WHAT TO DO:
Give back the entries verbatim.

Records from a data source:

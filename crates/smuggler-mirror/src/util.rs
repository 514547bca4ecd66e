//! Shared helpers for the family writers.

use crate::error::{MirrorError, Result};
use flate2::write::GzEncoder;
use flate2::Compression;
use sha2::{Digest, Sha256};
use smuggler_core::{Package, PackageFamily};
use std::io::Write;
use std::path::Path;

/// Gzip a buffer with a zeroed header so repeated runs over the same
/// input stay byte-identical.
pub fn gzip(data: &[u8]) -> Vec<u8> {
    let mut encoder = GzEncoder::new(Vec::new(), Compression::default());
    // writing to a Vec cannot fail
    let _ = encoder.write_all(data);
    encoder.finish().unwrap_or_default()
}

/// Hex-encoded SHA-256.
pub fn sha256_hex(data: &[u8]) -> String {
    hex::encode(Sha256::digest(data))
}

/// Deterministic ordering for every emitted index: name first, then the
/// family's version order.
pub fn sort_for_output(packages: &mut [Package], family: PackageFamily) {
    packages.sort_by(|a, b| {
        a.name
            .cmp(&b.name)
            .then_with(|| family.compare(&a.full_version(), &b.full_version()))
    });
}

/// Copy a downloaded package file into the mirror tree.
pub fn copy_package_file(files_dir: &Path, dest_dir: &Path, filename: &str) -> Result<u64> {
    let src = files_dir.join(filename);
    if !src.is_file() {
        return Err(MirrorError::MissingPackageFile { path: src });
    }
    std::fs::create_dir_all(dest_dir).map_err(|e| MirrorError::io(dest_dir, e))?;
    let dest = dest_dir.join(filename);
    std::fs::copy(&src, &dest).map_err(|e| MirrorError::io(&dest, e))
}

/// Write a file, creating parent directories.
pub fn write_file(path: &Path, data: &[u8]) -> Result<()> {
    if let Some(parent) = path.parent() {
        std::fs::create_dir_all(parent).map_err(|e| MirrorError::io(parent, e))?;
    }
    std::fs::write(path, data).map_err(|e| MirrorError::io(path, e))
}

/// Split a composed dependency version `[epoch:]ver[-rel]` back into its
/// EVR attributes for XML emission.
pub fn split_evr(version: &str) -> (Option<&str>, &str, Option<&str>) {
    let (epoch, rest) = match version.split_once(':') {
        Some((e, rest)) if e.chars().all(|c| c.is_ascii_digit()) => (Some(e), rest),
        _ => (None, version),
    };
    match rest.rsplit_once('-') {
        Some((ver, rel)) if !ver.is_empty() => (epoch, ver, Some(rel)),
        _ => (epoch, rest, None),
    }
}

WRITTEN ANSWER:
filename crates/smuggler-mirror/src/util.rs
repository 514547bca4ecd66e
//! Shared helpers for the family writers.

use crate::error::{MirrorError, Result};
use flate2::write::GzEncoder;
use flate2::Compression;
use sha2::{Digest, Sha256};
use smuggler_core::{Package, PackageFamily};
use std::io::Write;
use std::path::Path;

/// Gzip a buffer with a zeroed header so repeated runs over the same
/// input stay byte-identical.
pub fn gzip(data: &[u8]) -> Vec<u8> {
    let mut encoder = GzEncoder::new(Vec::new(), Compression::default());
    // writing to a Vec cannot fail
    let _ = encoder.write_all(data);
    encoder.finish().unwrap_or_default()
}

/// Hex-encoded SHA-256.
pub fn sha256_hex(data: &[u8]) -> String {
    hex::encode(Sha256::digest(data))
}

/// Deterministic ordering for every emitted index: name first, then the
/// family's version order.
pub fn sort_for_output(packages: &mut [Package], family: PackageFamily) {
    packages.sort_by(|a, b| {
        a.name
            .cmp(&b.name)
            .then_with(|| family.compare(&a.full_version(), &b.full_version()))
    });
}

/// Copy a downloaded package file into the mirror tree.
pub fn copy_package_file(files_dir: &Path, dest_dir: &Path, filename: &str) -> Result<u64> {
    let src = files_dir.join(filename);
    if !src.is_file() {
        return Err(MirrorError::MissingPackageFile { path: src });
    }
    std::fs::create_dir_all(dest_dir).map_err(|e| MirrorError::io(dest_dir, e))?;
    let dest = dest_dir.join(filename);
    std::fs::copy(&src, &dest).map_err(|e| MirrorError::io(&dest, e))
}

/// Write a file, creating parent directories.
pub fn write_file(path: &Path, data: &[u8]) -> Result<()> {
    if let Some(parent) = path.parent() {
        std::fs::create_dir_all(parent).map_err(|e| MirrorError::io(parent, e))?;
    }
    std::fs::write(path, data).map_err(|e| MirrorError::io(path, e))
}

/// Split a composed dependency version `[epoch:]ver[-rel]` back into its
/// EVR attributes for XML emission.
pub fn split_evr(version: &str) -> (Option<&str>, &str, Option<&str>) {
    let (epoch, rest) = match version.split_once(':') {
        Some((e, rest)) if e.chars().all(|c| c.is_ascii_digit()) => (Some(e), rest),
        _ => (None, version),
    };
    match rest.rsplit_once('-') {
        Some((ver, rel)) if !ver.is_empty() => (epoch, ver, Some(rel)),
        _ => (epoch, rest, None),
    }
}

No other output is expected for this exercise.